Varieties of Olives

Arbequina olives are highly aromatic, small, symmetrical and dark brown. In Europe, it is mostly grown in Catalonia, Spain, but it is also grown in Aragon and Andalusia, as well as Argentina, Chile, and Australia. It has recently become the dominant olive cultivar in California, largely under highly intensive, “super high-density” plantation. Oils made from Arbequina olives are generally buttery, fruity, and very mild in flavor.

Arbosana olives are originally from Catalonia, Spain, and yield a more “robust” oil than Arbequina, which produces a “delicate” EVOO. Arbosana olive oil tastes more peppery, or pungent. The olive also delivers a higher level of polyphenols – the chemical substances found in plants that may cut the risk of heart disease and cancer. Arbosana olive oil delivers hints of green tomato, almond, and green banana.

Varieties of Olives

Cerasuola olives are native to western Sicily and grow well in harsh climates. These black olives have a high oil yield that results in a medium intensity oil with a balance of bitter, spicy and sweet notes.

Chetoui, the second principal variety of olive-tree in Tunisia, gives a fruity oil with green almond flavors and contains a very high phenolic compound (>300 ppm) which gives this variety a stability against high levels of oxidation

Cobrançosa is a rare variety of olive on the international market. Cobrançosa is the most sought-after of all Portuguese varieties and comes originally from the mountainous region of Trás-os-Montes.

Coratina is one of the most important Italian varieties, especially favored in the area of Puglia, the largest olive growing area of Italy.

Empeltre is a medium-sized black olive grown from Pedrola, Aragon, in Spain.

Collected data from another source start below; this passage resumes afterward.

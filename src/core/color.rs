//! Facelet colors.
//!
//! Exactly six colors exist. Each has a single-character symbol used by
//! the facelet string consumed by renderers.

use serde::{Deserialize, Serialize};

/// One of the six sticker colors.
#[derive(Clone, Copy, Debug, PartialEq, Eq, Hash, PartialOrd, Ord, Serialize, Deserialize)]
pub enum Color {
    White,
    Yellow,
    Red,
    Orange,
    Blue,
    Green,
}

impl Color {
    /// All colors, in symbol order `w y r o b g`.
    pub const ALL: [Color; 6] = [
        Color::White,
        Color::Yellow,
        Color::Red,
        Color::Orange,
        Color::Blue,
        Color::Green,
    ];

    /// The single-character symbol for this color.
    #[must_use]
    pub const fn symbol(self) -> char {
        match self {
            Color::White => 'w',
            Color::Yellow => 'y',
            Color::Red => 'r',
            Color::Orange => 'o',
            Color::Blue => 'b',
            Color::Green => 'g',
        }
    }

    /// Look up a color by its symbol.
    ///
    /// ```
    /// use rust_cube::core::Color;
    ///
    /// assert_eq!(Color::from_symbol('g'), Some(Color::Green));
    /// assert_eq!(Color::from_symbol('G'), None);
    /// ```
    #[must_use]
    pub const fn from_symbol(symbol: char) -> Option<Color> {
        match symbol {
            'w' => Some(Color::White),
            'y' => Some(Color::Yellow),
            'r' => Some(Color::Red),
            'o' => Some(Color::Orange),
            'b' => Some(Color::Blue),
            'g' => Some(Color::Green),
            _ => None,
        }
    }

    /// Dense index in `0..6`, matching the position in [`Color::ALL`].
    #[must_use]
    pub const fn index(self) -> usize {
        self as usize
    }
}

impl std::fmt::Display for Color {
    fn fmt(&self, f: &mut std::fmt::Formatter<'_>) -> std::fmt::Result {
        write!(f, "{}", self.symbol())
    }
}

Hojiblanca (literally translated, “white leaf” in Spanish) represents 16% of the olive production in Andalucia and is grown mainly in the Spanish provinces of Seville, Cordoba and northern Málaga. It is collected late in the season (March-April), which leads to a lower production rate. It is also harder to pick as it rarely falls from the trees on its own. Its vegetable flavors, smoothness, aftertaste and lower level of saturated fat make this a much prized variety.
Hojiblanca is the third most planted variety in Spain behind Manzanillo and Picual. It is a true dual-purpose variety. It is rated highly as a table fruit and produces excellent quality olive oil.

Koroneiki olives originated from the southern Peloponese, around Kalamata and Mani in Greece. This small olive, though difficult to cultivate, has a high yield of olive oil of exceptional quality.

Manzanillo olives are the most common variety of Spanish olive, a medium-sized green to purple-black olive cultivar grown especially in and around Seville, Andalusia. It is also grown in America, Portugal, Israel, Argentina and Australia. It is the one of the most highly rated table olive varieties in the world.

Marteña, another version of Picual, is the queen of Spanish varieties. It gives magnificently robust, full, stable oils, with bitter-sweet pungency.

Mission olives are a cultivar of olive native to California, developed by Spanish missions along El Camino Real in the late 1700s. It is also the only American olive cultivar listed by the International Olive Council in its World Catalogue of Olive Varieties. Although native to the United States, Mission olives are also used by South African olive oil producers.
California Mission Olives are unique in that they are suitable for both the pressing of oil and the curing of table olives. Both black oil-cured and green brine-cured table Olives are mild in flavor. Depending on the degree of ripeness, the oil made from early harvests can have a mild grassy, astringent taste, while a later harvest yields a smooth and mild taste.

Nocellara olives come from the Belice valley in Sicily. One of the most renowned olive cultivars in the world, Nocellara del Belice is noted for its round taste, strong scent and natural antioxidants. Olive oil from this variety has a very low level of acidity (.20 to .25%) and long shelf life.
Used for its oil as well as for table olives, the Nocellara del Belice variety has a green to purplish-red color and is characterized by its large, plump size. Harvested starting in mid-October, the cultivar has a medium yield, and produces an oil with notes of artichokes, tomatoes, almonds, and light spicy and bitter sensations.

Picual, from southern Spain (province of Jaén), is the most widely cultivated olive in Spain, comprising about 50% of Spain’s olive production and around 20% of world olive production. It has a strong but sweet flavor, and is widely used in Spain as a table olive.
The Boort Estate in southeastern Australia boasts expansive olive groves that are carefully cultivated to produce picual olives—oval with firm flesh and a defined point at the end.